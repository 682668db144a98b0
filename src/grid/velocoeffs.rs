// This Source Code Form is subject to the terms of the Mozilla Public
// License, v. 2.0. If a copy of the MPL was not distributed with this
// file, You can obtain one at http://mozilla.org/MPL/2.0/.

//! Per-edge velocity interpolation coefficients.
//!
//! For every directed edge the line-of-sight component of the model velocity
//! field is sampled at five equispaced points and fitted with a quartic in
//! the fractional arc length `s`. The fit interpolates, so `a0` is exactly
//! the projected velocity at the near endpoint and `a0+a1+a2+a3+a4` exactly
//! that at the far endpoint.

use nalgebra::Vector3;

use crate::constants::NUM_VEL_COEFFS;
use crate::model::Model;

/// Lagrange basis coefficients on the nodes {0, 1, 2, 3, 4}: `LAGRANGE[i][k]`
/// is the t^k coefficient of the basis polynomial through node i.
const LAGRANGE: [[f64; NUM_VEL_COEFFS]; NUM_VEL_COEFFS] = [
    [1.0, -25.0 / 12.0, 35.0 / 24.0, -5.0 / 12.0, 1.0 / 24.0],
    [0.0, 4.0, -13.0 / 3.0, 3.0 / 2.0, -1.0 / 6.0],
    [0.0, -3.0, 19.0 / 4.0, -2.0, 1.0 / 4.0],
    [0.0, 4.0 / 3.0, -7.0 / 3.0, 7.0 / 6.0, -1.0 / 6.0],
    [0.0, -1.0 / 4.0, 11.0 / 24.0, -1.0 / 4.0, 1.0 / 24.0],
];

/// Scalar projection of a velocity onto a unit direction.
#[inline]
pub fn veloproject(dir: &Vector3<f64>, vel: &Vector3<f64>) -> f64 {
    dir.dot(vel)
}

/// Fit the quartic for the edge from `from` towards `to` with unit direction
/// `dir` (pointing from `from` to `to`).
pub fn fit_edge(
    model: &dyn Model,
    from: &Vector3<f64>,
    to: &Vector3<f64>,
    dir: &Vector3<f64>,
) -> [f64; NUM_VEL_COEFFS] {
    let mut samples = [0.0; NUM_VEL_COEFFS];
    for (i, sample) in samples.iter_mut().enumerate() {
        let s = i as f64 / (NUM_VEL_COEFFS - 1) as f64;
        let pos = from + (to - from) * s;
        *sample = veloproject(dir, &model.velocity(&pos));
    }

    // a_k in s = (sum_i v_i L_i[k]) * 4^k, the node spacing being 1/4.
    let mut coeffs = [0.0; NUM_VEL_COEFFS];
    let mut scale = 1.0;
    for (k, coeff) in coeffs.iter_mut().enumerate() {
        let mut c = 0.0;
        for i in 0..NUM_VEL_COEFFS {
            c += samples[i] * LAGRANGE[i][k];
        }
        *coeff = c * scale;
        scale *= 4.0;
    }
    coeffs
}

/// Coefficients of the reversed edge. Both directions interpolate the same
/// five samples, so `p_rev(s) = -p_fwd(1-s)` exactly; this expands that
/// identity instead of re-sampling the model.
pub fn reverse(coeffs: &[f64; NUM_VEL_COEFFS]) -> [f64; NUM_VEL_COEFFS] {
    // Binomial expansion of -sum_j a_j (1-s)^j.
    let mut rev = [0.0; NUM_VEL_COEFFS];
    let binom: [[f64; NUM_VEL_COEFFS]; NUM_VEL_COEFFS] = [
        [1.0, 0.0, 0.0, 0.0, 0.0],
        [1.0, 1.0, 0.0, 0.0, 0.0],
        [1.0, 2.0, 1.0, 0.0, 0.0],
        [1.0, 3.0, 3.0, 1.0, 0.0],
        [1.0, 4.0, 6.0, 4.0, 1.0],
    ];
    for j in 0..NUM_VEL_COEFFS {
        for (k, rev_k) in rev.iter_mut().enumerate().take(j + 1) {
            let sign = if k % 2 == 0 { 1.0 } else { -1.0 };
            *rev_k -= coeffs[j] * binom[j][k] * sign;
        }
    }
    rev
}

/// Evaluate the fitted polynomial at fractional arc length `s` in `[0, 1]`.
#[inline]
pub fn eval(coeffs: &[f64; NUM_VEL_COEFFS], s: f64) -> f64 {
    // Horner.
    let mut v = coeffs[NUM_VEL_COEFFS - 1];
    for k in (0..NUM_VEL_COEFFS - 1).rev() {
        v = v * s + coeffs[k];
    }
    v
}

▶ ACTIVITY
Could you set down exactly the lines from the one containing "Evaluate the fitted" through the last line of the records above, both included?

▶ PROBLEM SOLUTION
/// Evaluate the fitted polynomial at fractional arc length `s` in `[0, 1]`.
#[inline]
pub fn eval(coeffs: &[f64; NUM_VEL_COEFFS], s: f64) -> f64 {
    // Horner.
    let mut v = coeffs[NUM_VEL_COEFFS - 1];
    for k in (0..NUM_VEL_COEFFS - 1).rev() {
        v = v * s + coeffs[k];
    }
    v
}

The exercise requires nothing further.